Livia despertó hacia las siete de la mañana. Y Montalbano también. E hicieron las paces.

Delante de la comisaría lo esperaba Francesco Lipari, el novio de Susanna.

Sus ojeras denotaban nerviosismo y noches en blanco.

– Disculpe, comisario, pero esta mañana temprano telefoneó el padre de Susanna para contarme lo de la llamada…
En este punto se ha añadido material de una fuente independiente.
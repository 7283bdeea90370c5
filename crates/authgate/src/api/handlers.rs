//! HTTP handlers.

use axum::{
    Json,
    extract::{Query, State},
    http::{HeaderMap, StatusCode, header},
    response::{AppendHeaders, IntoResponse, Response},
};
use serde::{Deserialize, Serialize};
use tokio_util::sync::CancellationToken;
use tracing::{info, instrument, warn};

use super::credentials::{basic_credentials, session_cookie, session_token};
use super::state::AppState;
use crate::auth::AuthError;

const BASIC_REALM: &str = r#"Basic realm="SECRET AREA""#;

/// Health check response.
#[derive(Debug, Serialize)]
pub struct HealthResponse {
    pub status: String,
    pub version: String,
}

pub async fn root() -> &'static str {
    "OK"
}

pub async fn health() -> Json<HealthResponse> {
    Json(HealthResponse {
        status: "ok".to_string(),
        version: env!("CARGO_PKG_VERSION").to_string(),
    })
}

/// Forward-auth check: 200 when the `jwt` cookie holds a valid session.
pub async fn check_session(
    State(state): State<AppState>,
    headers: HeaderMap,
) -> Result<StatusCode, AuthError> {
    if state.auth.check_session(session_token(&headers))? {
        Ok(StatusCode::OK)
    } else {
        Ok(StatusCode::UNAUTHORIZED)
    }
}

/// Basic-Auth login; sets the session cookie on success.
pub async fn basic_login(State(state): State<AppState>, headers: HeaderMap) -> Response {
    let allowed = match basic_credentials(&headers) {
        Some(creds) => {
            let auth = state.auth.clone();
            // bcrypt is deliberately slow; keep it off the async workers.
            tokio::task::spawn_blocking(move || auth.check_basic(&creds.username, &creds.password))
                .await
                .unwrap_or(false)
        }
        None => false,
    };

    if !allowed {
        return (
            StatusCode::UNAUTHORIZED,
            [(header::WWW_AUTHENTICATE, BASIC_REALM)],
        )
            .into_response();
    }

    match issue_cookie(&state) {
        Ok(cookie) => {
            info!("basic login succeeded, session cookie set");
            (StatusCode::OK, AppendHeaders([(header::SET_COOKIE, cookie)])).into_response()
        }
        Err(e) => e.into_response(),
    }
}

/// Send the browser to the identity provider's authorization page.
pub async fn login_page(State(state): State<AppState>) -> Response {
    info!(url = %state.login_url, "redirecting to identity provider");
    found(&state.login_url)
}

/// Query string of the OAuth callback.
#[derive(Debug, Deserialize)]
pub struct CallbackQuery {
    #[serde(default)]
    pub code: Option<String>,
}

/// OAuth callback: exchange the code, check the allow-list, set the cookie.
#[instrument(skip_all)]
pub async fn github_callback(
    State(state): State<AppState>,
    Query(query): Query<CallbackQuery>,
) -> Response {
    let Some(code) = query.code.filter(|c| !c.is_empty()) else {
        warn!("callback received without code");
        return StatusCode::BAD_REQUEST.into_response();
    };

    // The deadline lives inside this future, so a client disconnect drops
    // it together with the in-flight provider call.
    let cancel = CancellationToken::new();
    let check = state.auth.check_delegated(&code, &cancel);
    tokio::pin!(check);

    let decision = tokio::select! {
        decision = &mut check => decision,
        () = tokio::time::sleep(state.provider_timeout) => {
            warn!(timeout = ?state.provider_timeout, "identity provider deadline elapsed");
            cancel.cancel();
            check.await
        }
    };

    match decision {
        Ok(true) => {}
        Ok(false) => {
            warn!("user is not authorized");
            return StatusCode::UNAUTHORIZED.into_response();
        }
        Err(e) => return e.into_response(),
    }

    match issue_cookie(&state) {
        Ok(cookie) => {
            info!(redirect = %state.base_path, "oauth login succeeded, session cookie set");
            (AppendHeaders([(header::SET_COOKIE, cookie)]), found(&state.base_path))
                .into_response()
        }
        Err(e) => e.into_response(),
    }
}

/// `302 Found` to `location`.
fn found(location: &str) -> Response {
    (StatusCode::FOUND, [(header::LOCATION, location.to_string())]).into_response()
}

fn issue_cookie(state: &AppState) -> Result<String, AuthError> {
    let token = state.auth.issue_session(state.cookie.lifetime_secs)?;
    Ok(session_cookie(
        &token,
        state.cookie.lifetime_secs,
        state.cookie.secure,
    ))
}
//! Static credential seed data.
//!
//! Both stores are built once at startup and only read afterwards.

use std::collections::{HashMap, HashSet};

use super::config::ConfigValidationError;

/// Username to bcrypt hash mapping for Basic-Auth.
#[derive(Debug, Clone, Default)]
pub struct CredentialStore {
    users: HashMap<String, String>,
}

impl CredentialStore {
    /// Build a store from `(username, password_hash)` pairs.
    ///
    /// Usernames must be unique and non-empty.
    pub fn new<I, U, H>(records: I) -> Result<Self, ConfigValidationError>
    where
        I: IntoIterator<Item = (U, H)>,
        U: Into<String>,
        H: Into<String>,
    {
        let mut users = HashMap::new();
        for (username, hash) in records {
            let username = username.into();
            if username.is_empty() {
                return Err(ConfigValidationError::InvalidBasicAuthEntry(
                    "empty username".to_string(),
                ));
            }
            if users.contains_key(&username) {
                return Err(ConfigValidationError::DuplicateUser(username));
            }
            users.insert(username, hash.into());
        }
        Ok(Self { users })
    }

    /// Build a store from `user:hash` entries, the format used in config files.
    pub fn from_entries<S: AsRef<str>>(entries: &[S]) -> Result<Self, ConfigValidationError> {
        let records = entries
            .iter()
            .map(|entry| {
                let entry = entry.as_ref();
                entry
                    .split_once(':')
                    .ok_or_else(|| ConfigValidationError::InvalidBasicAuthEntry(entry.to_string()))
            })
            .collect::<Result<Vec<_>, _>>()?;
        Self::new(records)
    }

    pub fn password_hash(&self, username: &str) -> Option<&str> {
        self.users.get(username).map(String::as_str)
    }

    pub fn len(&self) -> usize {
        self.users.len()
    }

    pub fn is_empty(&self) -> bool {
        self.users.is_empty()
    }
}

/// External identity IDs permitted to sign in through the identity provider.
#[derive(Debug, Clone, Default, PartialEq, Eq)]
pub struct AllowList {
    ids: HashSet<u64>,
}

impl AllowList {
    pub fn contains(&self, id: u64) -> bool {
        self.ids.contains(&id)
    }

    pub fn len(&self) -> usize {
        self.ids.len()
    }

    pub fn is_empty(&self) -> bool {
        self.ids.is_empty()
    }
}

impl FromIterator<u64> for AllowList {
    fn from_iter<T: IntoIterator<Item = u64>>(iter: T) -> Self {
        Self {
            ids: iter.into_iter().collect(),
        }
    }
}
– ¡Pero cómo! ¡Minutolo no quería que se supiera nada!

El muchacho se encogió de hombros.

– Bueno, pasa -dijo Montalbano-. Pero no le menciones a nadie lo de la llamada.

Al entrar, le advirtió a Catarella que no lo molestaran.

– ¿Tienes algo que decirme? -le preguntó al joven.

– Nada en particular, pero ayer se me olvidó una cosa. No sé hasta qué extremo puede ser importante…

– Todo puede ser importante.

– Cuando descubrí el ciclomotor no fui inmediatamente al chalet para avisar a su padre. Recorrí el sendero hasta Vigàta y luego volví por el mismo camino.